Further, you need to invest in pitching somewhere. Maybe it's a more sensible prospecting strategy to load up on arms, and try to create a pipeline. Even if many of them fail, as they will, you should have more cheap ones coming. And then when it comes to the major league payroll you can invest heavily in hitting there, in the place where the injury risk of pitchers really hurts when you get dinged by it.

 

This is ostensibly what the Blue Jays do, from the outside looking in. They spend most of their amateur budget (~$10M) per year on a truck of amateur pitching, let it develop over time, and spend most of their major league payroll in any given year on hitters. Vlad Guerrero jr. might have been a slight deviation from the normal plan, but they still had 4 of their top 5 rule 4 draft players as pitchers.

Posted

If we do have a problem, maybe we should trust in our strenghts, and focus on developing pitchers, which we can then trade away for position players.

 

Revere Twins System

Posted
Also, Edwin signed with Texas as an amateur.

 

It's amazing how many currently good 1B/DHs were originally Rangers.

 

Nelson Cruz 158 wRC+

Edwin Encarnacion 150

Chris Davis 147

Mark Teixeira 143

Adrian Gonzalez 129

Mitch Moreland 115

Justin Smoak 107

 

You should know that Adrian Gonzalez was not drafted by the Rangers. He was a first overall pick!

 

Nelson Cruz was with THREE teams before the Rangers. Remember the big Carlos Lee trade?

Posted
You're right! I always imagine that the Rangers drafted Adrian first and quickly moved him to San Diego, but it was the Marlins who quickly moved him to Texas.

 

At least they did develop a ton of these guys.

 

They certainly did. On the flip side, Texas has never been able to develop good starting pitching in my lifetime.
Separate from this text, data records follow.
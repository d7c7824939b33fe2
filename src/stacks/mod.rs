//! Catalogue of ready-made stacks
//!
//! Each stack is a plain builder function from an [`Environment`] to a
//! [`Template`]; [`Stack`] names them for the command line.

mod monitoring;
mod network;
mod storage;
pub mod types;

use std::fmt;
use std::str::FromStr;

use crate::environment::Environment;
use crate::error::Result;
use crate::renderer::Format;
use crate::template::{Template, Value};

pub use monitoring::vpc_monitoring;
pub use network::{vpc, vpc_flow_logs, Network, Zone};
pub use storage::{s3_replication, secure_bucket};

/// A `Tags` list holding a single `Name` tag
pub fn name_tag(value: impl Into<Value>) -> Value {
    Value::list([Value::object([("Key", Value::from("Name")), ("Value", value.into())])])
}

/// The stacks known to the command line
#[derive(Debug, Clone, Copy, PartialEq, Eq)]
pub enum Stack {
    Vpc,
    SecureBucket,
    VpcFlowLogs,
    VpcMonitoring,
    S3Replication,
}

impl Stack {
    pub const ALL: [Stack; 5] = [
        Stack::Vpc,
        Stack::SecureBucket,
        Stack::VpcFlowLogs,
        Stack::VpcMonitoring,
        Stack::S3Replication,
    ];

    pub fn name(&self) -> &'static str {
        match self {
            Stack::Vpc => "vpc",
            Stack::SecureBucket => "secure-bucket",
            Stack::VpcFlowLogs => "vpc-flow-logs",
            Stack::VpcMonitoring => "vpc-monitoring",
            Stack::S3Replication => "s3-replication",
        }
    }

    /// One-line summary for `--list`
    pub fn summary(&self) -> &'static str {
        match self {
            Stack::Vpc => "VPC, four subnets, internet and NAT gateways, security group",
            Stack::SecureBucket => "private S3 bucket with KMS encryption and versioning",
            Stack::VpcFlowLogs => "vpc plus flow logs of rejected traffic to the secure bucket",
            Stack::VpcMonitoring => "VPC with one instance per subnet and packet-rate alarms",
            Stack::S3Replication => "replicated S3 bucket pair with a CloudTrail trail",
        }
    }

    /// Format the stack is written in unless told otherwise
    pub fn default_format(&self) -> Format {
        match self {
            Stack::SecureBucket | Stack::S3Replication => Format::Json,
            Stack::Vpc | Stack::VpcFlowLogs | Stack::VpcMonitoring => Format::Yaml,
        }
    }

    /// Default output file name for a format
    pub fn default_output(&self, format: Format) -> String {
        format!("{}.{}", self.name(), format.extension())
    }

    /// Build the stack's template for an environment
    pub fn build(&self, env: &Environment) -> Result<Template> {
        match self {
            Stack::Vpc => vpc(env),
            Stack::SecureBucket => secure_bucket(env),
            Stack::VpcFlowLogs => vpc_flow_logs(env),
            Stack::VpcMonitoring => vpc_monitoring(env),
            Stack::S3Replication => s3_replication(env),
        }
    }
}

impl fmt::Display for Stack {
    fn fmt(&self, f: &mut fmt::Formatter<'_>) -> fmt::Result {
        f.write_str(self.name())
    }
}

impl FromStr for Stack {
    type Err = String;

    fn from_str(s: &str) -> std::result::Result<Self, Self::Err> {
        Stack::ALL
            .into_iter()
            .find(|stack| stack.name() == s)
            .ok_or_else(|| {
                let known: Vec<_> = Stack::ALL.iter().map(|s| s.name()).collect();
                format!("unknown stack '{}' (expected one of: {})", s, known.join(", "))
            })
    }
}

#[cfg(test)]
mod tests {
    use super::*;

    #[test]
    fn test_names_round_trip() {
        for stack in Stack::ALL {
            assert_eq!(stack.name().parse::<Stack>().unwrap(), stack);
        }
        let err = "bucket".parse::<Stack>().unwrap_err();
        assert!(err.contains("secure-bucket"));
    }

    #[test]
    fn test_default_outputs() {
        assert_eq!(
            Stack::Vpc.default_output(Stack::Vpc.default_format()),
            "vpc.yaml"
        );
        assert_eq!(
            Stack::S3Replication.default_output(Stack::S3Replication.default_format()),
            "s3-replication.json"
        );
        assert_eq!(Stack::Vpc.default_output(Format::Json), "vpc.json");
    }

    #[test]
    fn test_every_stack_validates() {
        let env = Environment::default();
        for stack in Stack::ALL {
            let template = stack.build(&env).unwrap();
            template
                .validate()
                .unwrap_or_else(|e| panic!("{} failed to validate: {}", stack, e));
        }
    }

    #[test]
    fn test_name_tag_shape() {
        assert_eq!(
            name_tag("polystudent-vpc"),
            Value::list([Value::object([("Key", "Name"), ("Value", "polystudent-vpc")])])
        );
    }
}
//! Infra Template - build infrastructure-as-code templates in typed Rust
//!
//! Resources, outputs and parameters are declared through a [`Template`]
//! builder. Cross-references are checked and the document is serialised to
//! CloudFormation-style YAML or JSON. A small catalogue of ready-made stacks
//! lives in [`stacks`].
//!
//! # Example
//!
//! ```rust
//! use infra_template::{render_stack, Environment, RenderConfig, Stack};
//!
//! let yaml = render_stack(Stack::Vpc, &Environment::default(), &RenderConfig::new()).unwrap();
//! assert!(yaml.contains("AWS::EC2::VPC"));
//! ```

pub mod environment;
pub mod error;
pub mod renderer;
pub mod stacks;
pub mod substitution;
pub mod template;

pub use environment::{Environment, EnvironmentError};
pub use error::{SubstitutionError, TemplateError};
pub use renderer::{Format, RenderConfig};
pub use stacks::Stack;
pub use template::{Output, Parameter, Resource, ResourceHandle, Template, Value};

use thiserror::Error;
use tracing::debug;

/// Errors that can occur while generating a stack
#[derive(Debug, Error)]
pub enum GenerateError {
    /// The environment file could not be loaded
    #[error("environment error: {0}")]
    Environment(#[from] EnvironmentError),

    /// The stack could not be built or rendered
    #[error(transparent)]
    Template(#[from] TemplateError),
}

/// Build a catalogue stack and render it
///
/// Nothing is written anywhere; the caller decides where the text goes.
pub fn render_stack(
    stack: Stack,
    env: &Environment,
    config: &RenderConfig,
) -> Result<String, TemplateError> {
    debug!(stack = %stack, format = %config.format, "building stack");
    let template = stack.build(env)?;
    template.render_with_config(config)
}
Their atrocious 4.68 ERA over the past 25 years is only beaten by the Rockies. CJ Wilson (and Colby Lewis, kind of) are the only legitimately good pitchers that they have drafted and developed in that entire 25 year span. A couple of ok guys have been dealt as prospects, but that's all I really see. Even Wilson (5 full years as RP) and Lewis (went to Japan) took really weird developmental paths.

Posted
You should know that Adrian Gonzalez was not drafted by the Rangers. He was a first overall pick!

 

Nelson Cruz was with THREE teams before the Rangers. Remember the big Carlos Lee trade?

 

Sammy Sosa?

Posted
My thoughts are in 3-5 years from now, when the names of at least a few of Anthony Alford, Rowdy Tellez, Dalton Pompey, Richard Urena, Dan Jansen, Vlad Jr. and Max Pentecost are considered well developed major league hitters. The thought that the Jays can only develop pitching may change. Also Franklin Baretto will probably be someone who the Jays signed that becomes a very good major league hitter.
Posted
I think there was a system wide issue with hitting priorities at one point. Most significantly IMO, was zero concern for K-Rates (including in those that did not have power) but there appears to be a shift in that (along with a few things that I was fundamentally opposed to...now I hate him more as a person than a GM) line of thinking. As NJH said they have more than prioritized pitching in the draft (I'm not sold the trading commodity it became was a plan, but it has certainly turned out well in that regard) but because of the trade success I could see more middle of the pack teams trying the same thing (Bad teams will follow the Cubs formula of most major league ready power hitter)
Posted

Jays never had a problem developing talent under Ash and appear to be even better at developing talent under AA.

 

Don't let a decade of JP Ricciardi drafts cloud reality. The Jays develop talent, either internally or in trades. They just didn't do so when Ricciardi was drafting 24-year DH's with no power in the first round.